3. Les salariés travaillant en équipe de Suppléance se verront prélever 0,5 jour (équivalent à 5h30 de travail) dans l’ordre de priorité suivant :

- Heures de récupération

- Heures de repos compensateur

- Congés d’ancienneté

- Congés payés (intégrant les jours de repos conventionnels précédemment acquis)

Les jours « monétisés » transférés dans ce fonds seront déduits sur les bulletins de paie du mois de juillet 2020.

ARTICLE 3 – Modalités de distribution du fonds de « Solidarité Covid-19 »

Dans une approche de préservation du pouvoir d’achat et de soutien aux plus basses rémunérations, il est convenu d’attribuer une somme unique et forfaitaire à chaque salarié concerné par journée placée en chômage partiel.

Ce mode de distribution permettra donc aux salariés ayant les tranches de rémunérations les moins élevées de percevoir un niveau de soutien supérieur.

Les fonds ainsi prélevés seront versés sur les bulletins de paie de juillet 2020 des salariés non forfaités concernés.

ARTICLE 4 - Fonctionnement du fonds de « solidarité Covid-19 »

Les versements réalisés dans le cadre de l’article 2 ci-dessus seront clairement identifiés dans un fonds créé à cet effet. Ils permettront d’apporter un complément de rémunération des salariés non forfaités pour les journées d’activité partielle.

Les parties conviennent que ce complément de rémunération s’applique pour la période du 18 mars au 31 mai 2020, déduction faite des congés (de toute nature) pris pendant cette période.

Les signataires du présent accord se réuniront avant fin mai 2020, pour faire un point de situation, vérifier la bonne utilisation des fonds, faire un bilan, et décider de la meilleure utilisation du reliquat éventuel avant de clôturer ce fonds de solidarité Covid 19.

Titre 4 – Durée de l’accord

Le présent accord entre en vigueur à compter de la date de sa signature. Il s’applique exclusivement pour le traitement de la gestion de l’activité partielle pour la période du 18 mars au 31 mai 2020, période ayant fait l’objet d’une autorisation de la Direccte le 02 avril 2020.

Si l’entreprise venait à demander une extension de la demande de chômage partiel au-delà du 31 mai, le présent accord n’aura pas vocation à s’appliquer sur cette prolongation.

Titre 5 – Adhésion

Conformément à l'article L. 2261-3 code du travail, toute organisation syndicale de salariés représentative dans l'entreprise, qui n'est pas signataire du présent accord, pourra y adhérer ultérieurement.

L'adhésion sera valable à partir du jour qui suivra celui de sa notification au secrétariat du Greffe du Conseil de Prud'hommes compétent.

Cette notification devra également en être faite, dans le délai de huit jours, par lettre recommandée, aux parties signataires.

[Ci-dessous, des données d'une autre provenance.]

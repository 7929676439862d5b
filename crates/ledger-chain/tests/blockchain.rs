mod common;

use alloy_primitives::{
    Address,
    B256,
    U256,
};
use common::{
    EVENT_TIMEOUT,
    chain_config,
    genesis,
    program_call,
    transfer,
};
use ledger_chain::{
    chain::{
        BlockChain,
        CacheConfig,
        ChainError,
        Genesis,
    },
    db::Database,
    test_utils::{
        ChainMaker,
        TestKey,
        init_tracing,
        new_blockchain,
        new_blockchain_on,
    },
    types::BlockRef,
};
use std::{
    collections::HashSet,
    sync::Arc,
};

/// Non-archive chain flushing state every fourth block.
fn cache_config() -> CacheConfig {
    CacheConfig::default()
        .with_block_interval(4)
        .with_parallel_db_write(false)
}

/// Canonical chain of `len` blocks, one transfer each.
fn build(maker: &ChainMaker, key: &TestKey, len: usize) -> Vec<BlockRef> {
    maker.generate(&maker.genesis(), len, |block| {
        let nonce = block.nonce(key.address());
        block.add_tx(transfer(key, nonce, 1, 1));
    })
}

fn assert_head(chain: &BlockChain, number: u64) {
    assert_eq!(chain.current_header().number, number, "head header");
    assert_eq!(chain.current_fast_block().number(), number, "head fast block");
    assert_eq!(chain.current_block().number(), number, "head block");
}

fn assert_deleted_above(chain: &BlockChain, blocks: &[BlockRef], number: u64) {
    for block in blocks.iter().filter(|block| block.number() > number) {
        assert!(chain.get_canonical_hash(block.number()).is_none());
        assert!(chain.db().read_block(block.hash(), block.number()).unwrap().is_none());
        assert!(chain.db().read_receipts(block.hash(), block.number()).unwrap().is_none());
    }
}

fn assert_present_up_to(chain: &BlockChain, blocks: &[BlockRef], number: u64) {
    for block in blocks.iter().filter(|block| block.number() <= number) {
        assert_eq!(chain.get_canonical_hash(block.number()), Some(block.hash()));
        assert_eq!(chain.get_body(block.hash()).unwrap().len(), 1);
        assert_eq!(chain.get_receipts_by_block_hash(block.hash()).unwrap().len(), 1);
    }
}

#[test]
fn short_rewind_keeps_the_lower_blocks() {
    init_tracing();
    let key = TestKey::from_seed(1);
    let genesis = genesis(chain_config(), &[&key]);
    let maker = ChainMaker::new(&genesis);
    let blocks = build(&maker, &key, 8);

    let chain = new_blockchain(&genesis, cache_config()).unwrap();
    chain.insert_chain(&blocks).unwrap();
    assert_head(&chain, 8);

    chain.set_head(7).unwrap();
    assert_head(&chain, 7);
    assert_eq!(chain.current_block().hash(), blocks[6].hash());
    assert_deleted_above(&chain, &blocks, 7);
    assert_present_up_to(&chain, &blocks, 7);
    assert!(chain.has_state(chain.current_block().state_root()));
    chain.stop();
}

#[test]
fn deep_rewind_survives_a_restart() {
    init_tracing();
    let key = TestKey::from_seed(1);
    let genesis = genesis(chain_config(), &[&key]);
    let maker = ChainMaker::new(&genesis);
    let blocks = build(&maker, &key, 24);

    let db = Arc::new(Database::new_in_memory());
    let chain = new_blockchain_on(db.clone(), &genesis, cache_config()).unwrap();
    chain.insert_chain(&blocks).unwrap();
    assert_head(&chain, 24);

    chain.set_head(6).unwrap();
    assert_head(&chain, 6);
    assert_deleted_above(&chain, &blocks, 6);
    assert_present_up_to(&chain, &blocks, 6);
    let mut state = chain.state().unwrap();
    assert_eq!(state.get_nonce(key.address()), 6);
    chain.stop();

    let reopened = new_blockchain_on(db, &genesis, cache_config()).unwrap();
    assert_head(&reopened, 6);
    assert_eq!(reopened.current_block().hash(), blocks[5].hash());
    assert!(reopened.has_state(blocks[5].state_root()));

    // The rewound chain accepts the dropped blocks again.
    reopened.insert_chain(&blocks[6..]).unwrap();
    assert_head(&reopened, 24);
    reopened.stop();
}

#[test]
fn heavier_fork_replaces_the_canonical_chain() {
    init_tracing();
    let key = TestKey::from_seed(1);
    let genesis = genesis(chain_config(), &[&key]);
    let maker = ChainMaker::new(&genesis);

    let inputs: [&'static [u8]; 3] = [b"a1", b"a2", b"a3"];
    let side = maker.generate(&maker.genesis(), 3, |block| {
        let nonce = block.nonce(key.address());
        block.add_tx(program_call(&key, nonce, inputs[block.index()]));
    });
    // The first fork block mines the same transaction as the first side
    // block. The rest only transfer.
    let first = side[0].transactions()[0].clone();
    let fork = maker.generate(&maker.genesis(), 4, |block| {
        block.set_extra(vec![0xbb]);
        if block.index() == 0 {
            block.add_tx(first.clone());
        } else {
            let nonce = block.nonce(key.address());
            block.add_tx(transfer(&key, nonce, 1, 1));
        }
    });

    let chain = new_blockchain(&genesis, cache_config()).unwrap();
    chain.insert_chain(&side).unwrap();
    assert_eq!(chain.current_block().hash(), side[2].hash());
    assert_eq!(chain.get_logs(side[1].hash())[0].len(), 1);

    let heads = chain.subscribe_chain_head_event();
    let sides = chain.subscribe_chain_side_event();
    let removed = chain.subscribe_removed_logs_event();
    chain.insert_chain(&fork).unwrap();

    assert_eq!(chain.current_block().hash(), fork[3].hash());
    assert!(chain.get_td(fork[3].hash(), 4).unwrap() > chain.get_td(side[2].hash(), 3).unwrap());
    loop {
        let event = heads.recv_timeout(EVENT_TIMEOUT).unwrap();
        if event.block.hash() == fork[3].hash() {
            break;
        }
    }

    let mut dropped: HashSet<B256> = side.iter().map(|block| block.hash()).collect();
    while !dropped.is_empty() {
        let event = sides.recv_timeout(EVENT_TIMEOUT).unwrap();
        dropped.remove(&event.block.hash());
    }

    let logs = removed.recv_timeout(EVENT_TIMEOUT).unwrap().logs;
    assert_eq!(logs.len(), 3);
    assert!(logs.iter().all(|log| log.removed));

    let (_, entry) = chain.get_tx_and_lookup_info(first.hash()).unwrap();
    assert_eq!(entry.block_hash, fork[0].hash());
    for block in &side[1..] {
        let hash = block.transactions()[0].hash();
        assert!(chain.get_tx_and_lookup_info(hash).is_none());
    }
    for (number, block) in fork.iter().enumerate() {
        assert_eq!(chain.get_canonical_hash(number as u64 + 1), Some(block.hash()));
    }
    let mut state = chain.state().unwrap();
    assert_eq!(state.get_nonce(key.address()), 4);
    assert_eq!(state.get_balance(common::RECIPIENT), U256::from(3));
    chain.stop();
}

#[test]
fn receipt_chain_fills_bodies_without_execution() {
    init_tracing();
    let key = TestKey::from_seed(1);
    let genesis = genesis(chain_config(), &[&key]);
    let maker = ChainMaker::new(&genesis);
    let blocks = build(&maker, &key, 4);

    let source = new_blockchain(&genesis, cache_config()).unwrap();
    source.insert_chain(&blocks).unwrap();
    let receipts: Vec<_> = blocks
        .iter()
        .map(|block| source.get_receipts_by_block_hash(block.hash()).unwrap())
        .collect();

    let chain = new_blockchain(&genesis, cache_config()).unwrap();
    let headers: Vec<_> = blocks.iter().map(|block| block.header().clone()).collect();
    chain.insert_header_chain(&headers, 1).unwrap();

    let mut short = receipts.clone();
    short[1].clear();
    let err = chain.insert_receipt_chain(&blocks, short).unwrap_err();
    assert_eq!(err.index, 1);
    assert!(matches!(err.source, ChainError::ReceiptCountMismatch { .. }));

    let stats = chain.insert_receipt_chain(&blocks, receipts.clone()).unwrap();
    assert_eq!(stats.processed, 4);
    assert_eq!(chain.current_fast_block().hash(), blocks[3].hash());
    assert_eq!(chain.current_block().number(), 0, "receipt import must not execute");
    for block in &blocks {
        assert_eq!(chain.get_body(block.hash()).unwrap().len(), 1);
        assert_eq!(chain.get_receipts_by_block_hash(block.hash()).unwrap().len(), 1);
        let tx = block.transactions()[0].hash();
        assert_eq!(chain.get_tx_and_lookup_info(tx).unwrap().1.block_hash, block.hash());
    }

    let again = chain.insert_receipt_chain(&blocks, receipts).unwrap();
    assert_eq!(again.processed, 0);
    assert_eq!(again.ignored, 4);
    source.stop();
    chain.stop();
}

#[test]
fn stopped_migration_resumes_after_restart() {
    const ACCOUNTS: u64 = 2_000;
    init_tracing();
    let account = |seed: u64| Address::left_padding_from(&seed.to_be_bytes());
    let genesis = (1..=ACCOUNTS).fold(Genesis::new(chain_config()), |genesis, seed| {
        genesis.with_balance(account(seed), U256::from(seed))
    });

    let db = Arc::new(Database::new_in_memory());
    let chain = new_blockchain_on(db.clone(), &genesis, cache_config()).unwrap();
    chain
        .start_state_migration(0, chain.genesis().state_root())
        .unwrap();
    chain.stop();
    if db.in_migration() {
        // Shutdown keeps the pending migration for the next start.
        assert_eq!(db.migration_block_number(), Some(0));
    }

    let reopened = new_blockchain_on(db.clone(), &genesis, cache_config()).unwrap();
    reopened.wait_state_migration();
    assert!(!db.in_migration());
    assert_eq!(reopened.state_migration_status().error, None);
    let mut state = reopened.state().unwrap();
    for seed in [1, ACCOUNTS / 2, ACCOUNTS] {
        assert_eq!(state.get_balance(account(seed)), U256::from(seed));
    }
    reopened.stop();
}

Titre 6 – Révision et dénonciation de l’accord

Conformément aux dispositions des articles L. 2261-7-1 et suivants du code du travail, le présent accord pourra être révisé. La demande de révision pourra intervenir à tout moment, par lettre recommandée avec avis de réception aux autres parties, et devra comporter l’indication des dispositions dont la révision est demandée. Le plus rapidement possible, et au plus tard dans les trois mois suivant la réception de cette lettre, les Parties devront se réunir pour engager des négociations.

Cet accord et ses avenants éventuels peuvent être dénoncés par l'une ou l'autre des parties signataires avec un préavis de 3 mois sur notification écrite par lettre recommandée avec accusé de réception à l'autre partie. Dans ce cas, la Direction et les Partenaires Sociaux signataires se réuniront pendant la durée du préavis pour discuter les possibilités d'un nouvel accord.

S'il s'avérait que les dispositions légales, réglementaires ou conventionnelles remettaient en cause de manière importante le dispositif mis en place, la Direction et les Organisations Syndicales signataires pourraient être amenées à revoir les dispositions de cet accord ou à les dénoncer.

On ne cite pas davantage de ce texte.